I love watching Rachel Maddow. Not just because she’s not hard on the eyes and not just because she’s, well, butch enough. I love watching Rachel Maddow because she thinks and that makes me think and while I generally agree with her political position, sometimes the things I think are contrary to what I get the feeling I should be thinking as a “good liberal.”
Since I stopped getting the daily paper I’m cut off from a lot of news so I find that I need a good, heavy dose of what’s going on “out there” to stay informed. Maddow’s show gives me that. Yet, I was shocked to learn last week that the “birthers” – you know, those people who don’t believe that Obama is eligible to be President because he wasn’t born in the U.S. – are still alive and kicking. Not only are they alive and kicking, they seem to be gaining some traction.

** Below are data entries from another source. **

// =====================================================================
// File: bst/tests.rs
// Author: Bob Jack
// Course: CSCE 5350: Fundamentals of Database Systems
// Index Comparison Project
// Date: Oct. 9, 2025
//
// Description:
//   Unit tests for the unbalanced BST index: insert/search/remove,
//   the four traversal orders and predecessor/successor queries.
//
// Notes:
//   * Only compiled when running `cargo test`.
// =====================================================================


#[cfg(test)]
mod helpers {
    use crate::Record;
    use crate::bst::BstIndex;

    pub fn rec(id: i64) -> Record {
        Record::new(id, format!("N{id}"), 21)
    }

    /// Tree used throughout:     50
    ///                         /    \
    ///                       30      70
    ///                      /  \
    ///                    20    40
    pub fn sample_tree() -> BstIndex {
        let mut t = BstIndex::new();
        for id in [50, 30, 70, 20, 40] {
            t.insert(rec(id));
        }
        t
    }

    pub fn collect<'a>(records: impl Iterator<Item = &'a Record>) -> Vec<i64> {
        records.map(|r| r.id).collect()
    }
}


// =================================================================
// Insert / search / remove
// =================================================================
#[cfg(test)]
mod bst_index_tests {
    use super::helpers::{collect, rec, sample_tree};
    use crate::Record;
    use crate::bst::BstIndex;
    use crate::bst::node::{BstNode, Link};
    use rand::rngs::StdRng;
    use rand::seq::SliceRandom;
    use rand::{Rng, SeedableRng};

    #[test]
    fn empty_tree() {
        let t = BstIndex::new();
        assert!(t.is_empty());
        assert_eq!(t.height(), 0);
        assert!(t.search(1).is_none());
        assert_eq!(t.predecessor(1), None);
        assert_eq!(t.successor(1), None);
    }

    #[test]
    fn search_scenario() {
        let t = sample_tree();
        assert_eq!(t.search(40), Some(&rec(40)));
        assert!(t.search(60).is_none());
        assert_eq!(t.len(), 5);
        assert_eq!(t.height(), 3);
    }

    #[test]
    fn duplicate_insert_keeps_first_record() {
        let mut t = sample_tree();
        assert!(!t.insert(Record::new(40, "OTHER", 99)));
        assert_eq!(t.search(40), Some(&rec(40)));
        assert_eq!(t.len(), 5);
    }

    #[test]
    fn shape_follows_insertion_order() {
        let mut t = BstIndex::new();
        for id in 0..2000 {
            t.insert(rec(id));
        }
        // No rebalancing: sorted input makes a list
        assert_eq!(t.height(), 2000);
        assert_eq!(t.search(1999).map(|r| r.id), Some(1999));
        assert!(t.remove(0));
        assert_eq!(t.root().unwrap().record.id, 1);
    }

    #[test]
    fn long_list_is_walked_without_recursion() {
        const COUNT: i64 = 200_000;

        // Same shape as sorted inserts, built directly: 0 at the root,
        // every node hanging off the right of the previous one
        let mut chain: Link = None;
        for id in (0..COUNT).rev() {
            let mut node = BstNode::new(rec(id));
            node.right = chain;
            chain = Some(Box::new(node));
        }
        let mut t = BstIndex::from_root(chain, COUNT as usize);

        assert_eq!(t.height(), COUNT as usize);
        assert_eq!(t.in_order().count(), COUNT as usize);
        assert_eq!(t.pre_order().count(), COUNT as usize);
        assert_eq!(t.post_order().next().map(|r| r.id), Some(COUNT - 1));
        assert_eq!(t.reverse_in_order().next().map(|r| r.id), Some(COUNT - 1));

        assert_eq!(t.predecessor(0), None);
        assert_eq!(t.predecessor(COUNT), Some(COUNT - 1));
        assert_eq!(t.successor(COUNT - 2), Some(COUNT - 1));
        assert_eq!(t.search(COUNT - 1), Some(&rec(COUNT - 1)));

        assert!(t.insert(rec(COUNT)));
        assert!(t.remove(COUNT - 1));
        assert!(!t.remove(COUNT - 1));
        assert_eq!(t.len(), COUNT as usize);

        drop(t);
    }

    #[test]
    fn remove_leaf() {
        let mut t = sample_tree();
        assert!(t.remove(20));
        assert_eq!(collect(t.in_order()), vec![30, 40, 50, 70]);
    }

    #[test]
    fn remove_single_child_node() {
        let mut t = sample_tree();
        t.remove(20);
        // 30 now only has 40
        assert!(t.remove(30));
        assert_eq!(t.root().unwrap().left.as_ref().unwrap().record.id, 40);
        assert_eq!(collect(t.in_order()), vec![40, 50, 70]);
    }

    #[test]
    fn remove_two_child_node_uses_successor() {
        let mut t = sample_tree();
        assert!(t.remove(30));
        let left = t.root().unwrap().left.as_ref().unwrap();
        assert_eq!(left.record, rec(40));
        assert!(left.right.is_none());
        assert_eq!(collect(t.in_order()), vec![20, 40, 50, 70]);
    }

    #[test]
    fn remove_root_with_deep_successor() {
        let mut t = sample_tree();
        t.insert(rec(60));
        t.insert(rec(65));
        assert!(t.remove(50));
        assert_eq!(t.root().unwrap().record.id, 60);
        assert_eq!(collect(t.in_order()), vec![20, 30, 40, 60, 65, 70]);
    }

    #[test]
    fn remove_missing_id_is_noop() {
        let mut t = sample_tree();
        let before = collect(t.pre_order());
        assert!(!t.remove(45));
        assert_eq!(collect(t.pre_order()), before);
        assert_eq!(t.len(), 5);
    }

    #[test]
    fn insert_all_then_remove_all_leaves_empty() {
        let mut rng = StdRng::seed_from_u64(3);
        let mut keys: Vec<i64> = (0..400).collect();
        keys.shuffle(&mut rng);

        let mut t = BstIndex::new();
        for &id in &keys {
            assert!(t.insert(rec(id)));
        }
        keys.shuffle(&mut rng);
        for &id in &keys {
            assert!(t.remove(id));
            let ids = collect(t.in_order());
            assert!(ids.windows(2).all(|w| w[0] < w[1]));
        }
        assert!(t.is_empty());
        assert_eq!(t.len(), 0);
    }

    #[test]
    fn randomized_mixed_workload() {
        let mut rng = StdRng::seed_from_u64(11);
        let mut t = BstIndex::new();
        let mut present = std::collections::BTreeSet::new();

        for _ in 0..3000 {
            let id = rng.random_range(0..300);
            if rng.random_bool(0.4) {
                assert_eq!(t.remove(id), present.remove(&id));
            } else {
                assert_eq!(t.insert(rec(id)), present.insert(id));
            }
        }
        assert_eq!(collect(t.in_order()), present.iter().copied().collect::<Vec<_>>());
        assert_eq!(t.len(), present.len());
    }

    #[test]
    fn clear_empties_tree() {
        let mut t = sample_tree();
        t.clear();
        assert!(t.is_empty());
        assert_eq!(t.len(), 0);
        assert!(t.insert(rec(1)));
    }
}


// =================================================================
// Traversal orders
// =================================================================
#[cfg(test)]
mod bst_traversal_tests {
    use super::helpers::{collect, sample_tree};
    use crate::bst::BstIndex;

    #[test]
    fn pre_order() {
        assert_eq!(collect(sample_tree().pre_order()), vec![50, 30, 20, 40, 70]);
    }

    #[test]
    fn in_order() {
        assert_eq!(collect(sample_tree().in_order()), vec![20, 30, 40, 50, 70]);
    }

    #[test]
    fn post_order() {
        assert_eq!(collect(sample_tree().post_order()), vec![20, 40, 30, 70, 50]);
    }

    #[test]
    fn reverse_in_order() {
        assert_eq!(collect(sample_tree().reverse_in_order()), vec![70, 50, 40, 30, 20]);
    }

    #[test]
    fn traversals_are_restartable() {
        let t = sample_tree();
        assert_eq!(collect(t.in_order()), collect(t.in_order()));
        assert_eq!(t.post_order().count(), 5);
        assert_eq!(t.post_order().count(), 5);
    }

    #[test]
    fn empty_traversals() {
        let t = BstIndex::new();
        assert_eq!(t.pre_order().count(), 0);
        assert_eq!(t.in_order().count(), 0);
        assert_eq!(t.post_order().count(), 0);
        assert_eq!(t.reverse_in_order().count(), 0);
    }

    #[test]
    fn print_orders() {
        let t = sample_tree();
        let mut out = Vec::new();
        t.print_post_order(&mut out).unwrap();
        let text = String::from_utf8(out).unwrap();
        assert_eq!(text.lines().count(), 5);
        assert_eq!(text.lines().next(), Some("ID: 20, Name: N20, Age: 21"));

        let mut out = Vec::new();
        t.print_reverse_in_order(&mut out).unwrap();
        let text = String::from_utf8(out).unwrap();
        assert_eq!(text.lines().last(), Some("ID: 20, Name: N20, Age: 21"));

        let mut pre = Vec::new();
        let mut ino = Vec::new();
        t.print_pre_order(&mut pre).unwrap();
        t.print_in_order(&mut ino).unwrap();
        assert!(String::from_utf8(pre).unwrap().starts_with("ID: 50"));
        assert!(String::from_utf8(ino).unwrap().starts_with("ID: 20"));
    }
}


// =================================================================
// Predecessor / successor
// =================================================================
#[cfg(test)]
mod bst_neighbour_tests {
    use super::helpers::sample_tree;

    #[test]
    fn neighbours_of_stored_id() {
        let t = sample_tree();
        assert_eq!(t.predecessor(40), Some(30));
        assert_eq!(t.successor(40), Some(50));
        assert_eq!(t.predecessor(50), Some(40));
        assert_eq!(t.successor(30), Some(40));
    }

    #[test]
    fn neighbours_of_absent_id() {
        let t = sample_tree();
        assert_eq!(t.predecessor(45), Some(40));
        assert_eq!(t.successor(45), Some(50));
        assert_eq!(t.successor(10), Some(20));
        assert_eq!(t.predecessor(100), Some(70));
    }

    #[test]
    fn neighbours_at_the_edges() {
        let t = sample_tree();
        assert_eq!(t.predecessor(20), None);
        assert_eq!(t.successor(70), None);
    }

    #[test]
    fn predecessor_changes_after_remove() {
        let mut t = sample_tree();
        assert_eq!(t.predecessor(40), Some(30));
        t.remove(30);
        assert_eq!(t.predecessor(40), Some(20));
    }

    #[test]
    fn miss_is_distinct_from_zero_and_negative_ids() {
        let mut t = sample_tree();
        t.insert(super::helpers::rec(0));
        t.insert(super::helpers::rec(-1));
        assert_eq!(t.predecessor(20), Some(0));
        assert_eq!(t.predecessor(0), Some(-1));
        assert_eq!(t.predecessor(-1), None);
    }
}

Part and parcel of how conservative pundits are talking about the real issue – which is not Obama’s birth place or eligibility for the presidency but his race – is to latch on to the Gates arrest in Massachusetts and to Justice Sotomayor’s comments about how race plays a factor in a judge’s ability to make decisions. And it’s getting ugly. Really ugly. So ugly, in fact, that Rush Limbaugh flat out called Barack Obama an oreo – a black person who “acts white;” oreo is a charge frequently leveled by poor, supposedly more authentic, blacks at middle class blacks who do things like maintain stable family relationships and encourage their children to get good grades and go to college – on the air.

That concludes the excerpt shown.